▶ Your objective
Those lines of the data that hold the word "false" are to be copied out.

▶ Stored data
—————

use crate::error::{Error, Result};
use serde::{Deserialize, Serialize};
use std::path::{Path, PathBuf};

/// Main configuration
#[derive(Debug, Clone, Default, Serialize, Deserialize)]
#[serde(default)]
pub struct Config {
    pub flatten: FlattenConfig,
    pub tree: TreeConfig,
}

/// Settings for the flatten command
#[derive(Debug, Clone, Serialize, Deserialize)]
#[serde(default)]
pub struct FlattenConfig {
    /// Directory names pruned during the walk
    pub exclude_dirs: Vec<String>,
    /// File extensions (or exact file names) skipped
    pub exclude_exts: Vec<String>,
    /// Respect the repository's .gitignore
    pub use_gitignore: bool,
    /// Output file path
    pub output: PathBuf,
}

/// Settings for the tree command
#[derive(Debug, Clone, Serialize, Deserialize)]
#[serde(default)]
pub struct TreeConfig {
    /// Annotate outline entries with first-line docstrings
    pub docs: bool,
    /// Output file path
    pub output: PathBuf,
}

impl Default for FlattenConfig {
    fn default() -> Self {
        Self {
            exclude_dirs: vec![
                ".git".to_string(),
                "__pycache__".to_string(),
                "node_modules".to_string(),
                "venv".to_string(),
            ],
            exclude_exts: vec![
                ".png".to_string(),
                ".jpg".to_string(),
                ".jpeg".to_string(),
                ".gif".to_string(),
                ".zip".to_string(),
                ".pdf".to_string(),
            ],
            use_gitignore: false,
            output: PathBuf::from("flattened_repo.txt"),
        }
    }
}

impl Default for TreeConfig {
    fn default() -> Self {
        Self {
            docs: false,
            output: PathBuf::from("repo_tree.txt"),
        }
    }
}

impl Config {
    /// Load config from a TOML file
    pub fn load(path: &Path) -> Result<Self> {
        let contents = std::fs::read_to_string(path)?;
        let config: Config = toml::from_str(&contents)?;
        config.validate()?;
        Ok(config)
    }

    /// Load config from file or return defaults
    pub fn load_or_default(path: &Path) -> Self {
        Self::load(path).unwrap_or_default()
    }

    /// Merge flatten CLI arguments into config (CLI takes precedence)
    pub fn merge_flatten_cli(
        &mut self,
        output: Option<PathBuf>,
        exclude_dirs: Vec<String>,
        exclude_exts: Vec<String>,
        use_gitignore: bool,
    ) {
        if let Some(out) = output {
            self.flatten.output = out;
        }

        for dir in exclude_dirs {
            if !self.flatten.exclude_dirs.contains(&dir) {
                self.flatten.exclude_dirs.push(dir);
            }
        }

        for ext in exclude_exts {
            if !self.flatten.exclude_exts.contains(&ext) {
                self.flatten.exclude_exts.push(ext);
            }
        }

        if use_gitignore {
            self.flatten.use_gitignore = true;
        }
    }

    /// Merge tree CLI arguments into config (CLI takes precedence)
    pub fn merge_tree_cli(&mut self, output: Option<PathBuf>, docs: bool) {
        if let Some(out) = output {
            self.tree.output = out;
        }

        if docs {
            self.tree.docs = true;
        }
    }

    /// Validate configuration
    pub fn validate(&self) -> Result<()> {
        if self.flatten.exclude_dirs.iter().any(|d| d.is_empty()) {
            return Err(Error::config_validation(
                "flatten exclude_dirs entries must not be empty",
            ));
        }

        if self.flatten.exclude_exts.iter().any(|e| e.is_empty()) {
            return Err(Error::config_validation(
                "flatten exclude_exts entries must not be empty",
            ));
        }

        if self.flatten.output.as_os_str().is_empty() {
            return Err(Error::config_validation("flatten output must not be empty"));
        }

        if self.tree.output.as_os_str().is_empty() {
            return Err(Error::config_validation("tree output must not be empty"));
        }

        Ok(())
    }
}

#[cfg(test)]
mod tests {
    use super::*;
    use std::io::Write;
    use tempfile::NamedTempFile;

    #[test]
    fn test_default_config() {
        let config = Config::default();
        assert!(config.flatten.exclude_dirs.contains(&".git".to_string()));
        assert!(config.flatten.exclude_exts.contains(&".png".to_string()));
        assert!(!config.flatten.use_gitignore);
        assert_eq!(config.flatten.output, PathBuf::from("flattened_repo.txt"));
        assert!(!config.tree.docs);
        assert_eq!(config.tree.output, PathBuf::from("repo_tree.txt"));
    }

    #[test]
    fn test_load_valid_config() {
        let mut file = NamedTempFile::new().unwrap();
        writeln!(
            file,
            r#"
[flatten]
exclude_dirs = ["target"]
use_gitignore = true

[tree]
docs = true
output = "outline.txt"
"#
        )
        .unwrap();

        let config = Config::load(file.path()).unwrap();
        assert_eq!(config.flatten.exclude_dirs, vec!["target".to_string()]);
        assert!(config.flatten.use_gitignore);
        assert!(config.tree.docs);
        assert_eq!(config.tree.output, PathBuf::from("outline.txt"));
    }

    #[test]
    fn test_load_missing_file() {
        let result = Config::load(Path::new("/nonexistent/treeline.toml"));
        assert!(result.is_err());
    }

    #[test]
    fn test_load_or_default_falls_back() {
        let config = Config::load_or_default(Path::new("/nonexistent/treeline.toml"));
        assert_eq!(config.flatten.output, PathBuf::from("flattened_repo.txt"));
    }

    #[test]
    fn test_validation_empty_exclude_dir() {
        let mut config = Config::default();
        config.flatten.exclude_dirs.push(String::new());
        assert!(config.validate().is_err());
    }

    #[test]
    fn test_validation_empty_output() {
        let mut config = Config::default();
        config.tree.output = PathBuf::new();
        assert!(config.validate().is_err());
    }

    #[test]
    fn test_merge_flatten_cli_output() {
        let mut config = Config::default();
        config.merge_flatten_cli(Some(PathBuf::from("/custom/out.txt")), vec![], vec![], false);
        assert_eq!(config.flatten.output, PathBuf::from("/custom/out.txt"));
    }

    #[test]
    fn test_merge_flatten_cli_excludes_deduplicated() {
        let mut config = Config::default();
        let initial = config.flatten.exclude_dirs.len();
        config.merge_flatten_cli(
            None,
            vec!["dist".to_string(), ".git".to_string()],
            vec![".svg".to_string()],
            false,
        );
        // .git is already a default, only dist is new
        assert_eq!(config.flatten.exclude_dirs.len(), initial + 1);
        assert!(config.flatten.exclude_exts.contains(&".svg".to_string()));
    }

    #[test]
    fn test_merge_flatten_cli_gitignore_sticky() {
        let mut config = Config::default();
        config.flatten.use_gitignore = true;
        // CLI not passing the flag must not reset the configured value
        config.merge_flatten_cli(None, vec![], vec![], false);
        assert!(config.flatten.use_gitignore);
    }

    #[test]
    fn test_merge_tree_cli() {
        let mut config = Config::default();
        config.merge_tree_cli(Some(PathBuf::from("tree.txt")), true);
        assert_eq!(config.tree.output, PathBuf::from("tree.txt"));
        assert!(config.tree.docs);
    }
}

—————

▶ Solution for this task
            use_gitignore: false,
            docs: false,
        config.merge_flatten_cli(Some(PathBuf::from("/custom/out.txt")), vec![], vec![], false);
            false,
        config.merge_flatten_cli(None, vec![], vec![], false);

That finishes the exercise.